Property owners in Athens-Clarke County could soon be able to pay out of pocket for traffic calming improvements in their neighborhoods.
Under the terms of a proposed Voluntary Residential Traffic Management Program being discussed by a committee of ACC commissioners, a group of neighbors could band together to get speed humps, traffic circles, or other calming devices added to their residential streets if they’re willing to foot the bill.
The process wouldn’t necessarily be easy or quick, however. First, someone from the neighborhood would need to contact the county’s Transportation and Public Works Department. Department staff would figure out what kind of traffic calming measures would be right for the area and make a list of property owners who would be affected.
Then, it would be up to the neighborhood to get support on a petition from the owners of 65% of the affected parcels. If they do, ACC staff will give them a final recommendation, which will again require 65% support. And the money to pay for the improvements would have to come from property owners, not the ACC government.
“It doesn’t have to be that everybody pays into it,” Transportation and Public Works Director Stephen Bailey told a committee of Athens-Clarke County commissioners. “They make that decision.”
With funding in place, ACC staff will help the neighborhood connect with a private company to prepare a proposal and make sure it meets the county’s standards. All of that would be done, then the Mayor and Commission would still have the final say.

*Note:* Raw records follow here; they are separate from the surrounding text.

//! Impls - ports の実装
//!
//! # 含まれる実装
//! - **InMemoryQueueStore**: 開発・テスト用の正本（単一プロセス内）
//! - **PgQueueStore**: 本番用。PostgreSQL の `FOR UPDATE SKIP LOCKED` で複数プロセスから安全に dequeue
//! - **TracingEventSink / MemoryEventSink / NoopEventSink**: 状態遷移イベントの出力先

pub mod event_sink;
pub mod memory_store;
pub mod pg_store;

pub use self::event_sink::{MemoryEventSink, NoopEventSink, TracingEventSink};
pub use self::memory_store::InMemoryQueueStore;
pub use self::pg_store::PgQueueStore;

“By the time you all see these, the concept will be vetted by traffic engineering, so when the Mayor and Commission says yes or no to approving the installation, you’ll see that concept and see that it has a stamp of approval from TPW,” Bailey said.
Commissioner Jesse Houle raised concerns about the role out-of-town property owners could play in stifling the process, especially if an out-of-town company owns a large number of the affected properties.
“You have some corporation that owns multiple lots, they’re not based out of Athens, they’re unresponsive to their mail and email. A bunch of other people actually live on the road and somehow, this absentee property owner can get in the way of things occurring just by being incommunicado,” Houle said.
That could make a big difference, because support for that 65% threshold is per-parcel, not per-person. So, a person who owns three properties in the affected area would effectively have three times more say than a person who owns just one property.
That’s something that the Mayor and Commission could address on a case-by-case basis, said Stephen Bailey.
“You all aren’t necessarily stuck to a policy on a case-by-case basis,” Bailey told commissioners. “You could make an exception.”
Commissioner Carol Myers, who chairs the legislative review committee, noted that the Voluntary Residential Traffic Management Program is a companion piece to another program that is funded by taxpayer dollars.
“This program is self-funded, while the other program where we’re spending our tax money, is staff-initiated and government-funded,” Myers said. Roads in need of traffic calming under that taxpayer-funded program will be determined by safety data.
All four of the commissioners at the Legislative Review Committee voted to advance the measure to the full Commission for a vote in the coming months.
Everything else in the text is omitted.